HDD may be failing, run a Hard Drive health check program (cant think of any off the top of my head, sorry).
RAM may also be the issue, run Memtest to clear that as the problem.
Doesnt sound like a PSU problem, that would normally just shut-down the machine instead of crashing it.
Run a Virus sweep in safe mode as well, unlikely to be the problem, but who knows.
Have you overclocked the CPU at all? If you have it may be an unstable overclock (seems like you have found the tipping point of instability if you have)
EDIT: A Hard Drive health and performance checker! http://www.hdtune.com/
You can also check HDD health through Windows as well. Open "Computer", right click the drive in question, Properties, tools, use the error checking tool.

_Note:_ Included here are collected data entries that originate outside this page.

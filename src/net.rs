//! Wi-Fi station and weather-server client over CYW43 + embassy-net.
//!
//! Networks are joined as open networks; the data request is a plain
//! HTTP/1.1 GET answered with the station's latest snapshot.

use core::fmt::Write as _;

use cyw43::{Control, JoinOptions, ScanOptions};
use embassy_net::tcp::TcpSocket;
use embassy_net::{Ipv4Address, Stack};
use embassy_time::{with_timeout, Duration};
use embedded_io_async::Write;
use heapless::{String, Vec};

use crate::config::{
    DHCP_TIMEOUT_MS, MAX_NETWORKS, SERVER_ADDRESS, SERVER_PATH, SERVER_PORT, SERVER_TIMEOUT_MS,
};
use crate::error::Error;
use crate::link::{DataSource, WifiLink};
use crate::payload::{http_body, parse_weather};
use crate::weather::WeatherStationData;

/// Longest response we keep (headers + body).
const RESPONSE_SIZE: usize = 1024;

pub struct Station {
    control: Control<'static>,
    stack: Stack<'static>,
    networks: Vec<String<32>, MAX_NETWORKS>,
    joined: bool,
    latest: WeatherStationData,
    fresh: bool,
}

impl Station {
    pub fn new(control: Control<'static>, stack: Stack<'static>) -> Self {
        Self {
            control,
            stack,
            networks: Vec::new(),
            joined: false,
            latest: WeatherStationData::default(),
            fresh: false,
        }
    }

    async fn fetch(&mut self) -> Result<WeatherStationData, Error> {
        let mut rx_buffer = [0u8; RESPONSE_SIZE];
        let mut tx_buffer = [0u8; 256];
        let mut socket = TcpSocket::new(self.stack, &mut rx_buffer, &mut tx_buffer);
        socket.set_timeout(Some(Duration::from_millis(SERVER_TIMEOUT_MS)));

        let [a, b, c, d] = SERVER_ADDRESS;
        socket
            .connect((Ipv4Address::new(a, b, c, d), SERVER_PORT))
            .await
            .map_err(|e| {
                warn!("Server connect failed: {:?}", e);
                Error::RequestFailed
            })?;

        let mut request: String<128> = String::new();
        write!(
            request,
            "GET {} HTTP/1.1\r\nHost: {}.{}.{}.{}\r\nConnection: close\r\n\r\n",
            SERVER_PATH, a, b, c, d
        )
        .map_err(|_| Error::BufferOverflow)?;
        socket
            .write_all(request.as_bytes())
            .await
            .map_err(|_| Error::RequestFailed)?;

        let mut response = [0u8; RESPONSE_SIZE];
        let mut len = 0;
        while len < response.len() {
            match socket.read(&mut response[len..]).await {
                Ok(0) => break,
                Ok(n) => len += n,
                Err(e) => {
                    warn!("Server read failed: {:?}", e);
                    return Err(Error::RequestFailed);
                }
            }
        }
        socket.close();

        parse_weather(http_body(&response[..len])?)
    }
}

impl WifiLink for Station {
    async fn scan_networks(&mut self) {
        self.networks.clear();
        let mut scanner = self.control.scan(ScanOptions::default()).await;

        while let Some(bss) = scanner.next().await {
            let len = (bss.ssid_len as usize).min(bss.ssid.len());
            let Ok(ssid) = core::str::from_utf8(&bss.ssid[..len]) else {
                continue;
            };
            if ssid.is_empty() || self.networks.iter().any(|known| known == ssid) {
                continue;
            }

            let mut name = String::new();
            if name.push_str(ssid).is_err() {
                continue;
            }
            if self.networks.push(name).is_err() {
                break;
            }
        }
        info!("Scan complete: {} networks", self.networks.len());
    }

    fn network_count(&self) -> u8 {
        self.networks.len() as u8
    }

    fn network_name(&self, index: u8) -> &str {
        self.networks
            .get(index as usize)
            .map(|name| name.as_str())
            .unwrap_or("")
    }

    async fn connect(&mut self, index: u8) -> Result<(), Error> {
        let ssid = self
            .networks
            .get(index as usize)
            .cloned()
            .ok_or(Error::ConnectFailed)?;

        if self.joined {
            self.control.leave().await;
            self.joined = false;
        }

        info!("Joining {}", ssid.as_str());
        self.control
            .join(&ssid, JoinOptions::new_open())
            .await
            .map_err(|e| {
                warn!("Join failed: status {}", e.status);
                Error::ConnectFailed
            })?;
        self.joined = true;

        match with_timeout(
            Duration::from_millis(DHCP_TIMEOUT_MS),
            self.stack.wait_config_up(),
        )
        .await
        {
            Ok(()) => {
                if let Some(config) = self.stack.config_v4() {
                    info!("DHCP address {}", config.address);
                }
                Ok(())
            }
            Err(_) => {
                warn!("No DHCP lease");
                self.control.leave().await;
                self.joined = false;
                Err(Error::ConnectFailed)
            }
        }
    }

    fn is_connected(&self) -> bool {
        self.joined && self.stack.is_config_up()
    }
}

impl DataSource for Station {
    async fn request_last_data(&mut self) -> Result<(), Error> {
        if !self.is_connected() {
            return Err(Error::RequestFailed);
        }
        let data = self.fetch().await?;
        self.latest = data;
        self.fresh = true;
        Ok(())
    }

    fn has_new_data(&self) -> bool {
        self.fresh
    }

    fn consume_latest_data(&mut self) -> WeatherStationData {
        self.fresh = false;
        self.latest
    }
}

do u get a blue screen at al ? if so check out a free program called who crashed me, it is a really good clean app that i use. whenever i play a mmo i randomly get crashes with a bsod and that app was able to tell me that my cpu clock wasnt responding in the alloted time or whatever its called lol
start with the simple stuff. in the bios make sure the efi speed is set to standard not performace. setting it to performace will change the cpu and ram bus timing from 1:1 to 1:5 and can cause issues. make sure in the bios you have the dram speed set to xmp profile. in the bios check that the sata ports are set to achi not raid or ide mode. for your cd-rom drive and hard drive check that there on the intel sata ports. if your mb has only one 6g port leave that open for a ssd. a hard drive will not max out a sata 3g port yet. check with the mb install guild that the ram is in the right slots and is locked into place. also check that the ram is on the mb qal list. most new ib ram is going to be rated at 1.5v. at 1600 speed. if you have faster then 1600 speed ram use cpu-z and under the spd tab will be the rated speed/voltage/timing for your ram. you may have to set it up Manuel in the bios. also try running prime 95 blend on. and have hardware monitor running logging your temps and voltages. it may be a over heating chipset or a cheap power supply or a power supply that has an issue holding one of the power legs to the correct atx voltage.
I probably should of mentioned that when it crashes, the computer is still on, i just have no video output, apart from sometimes when there is black lines. I then have to hold down the power button to get it off and when i switch it back on it says that windows was shut down incorrectly.
Remove all hardware that isnt required for it to boot (extra HDD's, graphics cards, optical, all but 1 RAM stick, etc). Boot the machine back up and run Prime 95 (you say that it crashes when doing intensive activities, this is as intensive as you can get). If the machine runs fine, start adding components back in until it fails again. If it fails initially, replace the RAM and try again. If it keeps failing at the start, you can be sure its either the mobo, CPU, PSU or HDD causing the issue. If you have Linux on a USB or something try that as well, it will eliminate the HDD as a suspect if it fails there as well. If you have another PSU, swap that in to also eliminate it as a suspect.
This should test for defective hardware.
Oh yeah, to turn the machine on while in this state and not connected to any power buttons, all you have to do is use a screw driver to short-circuit the two pins that connect to the front power button. The board may have an onboard power button.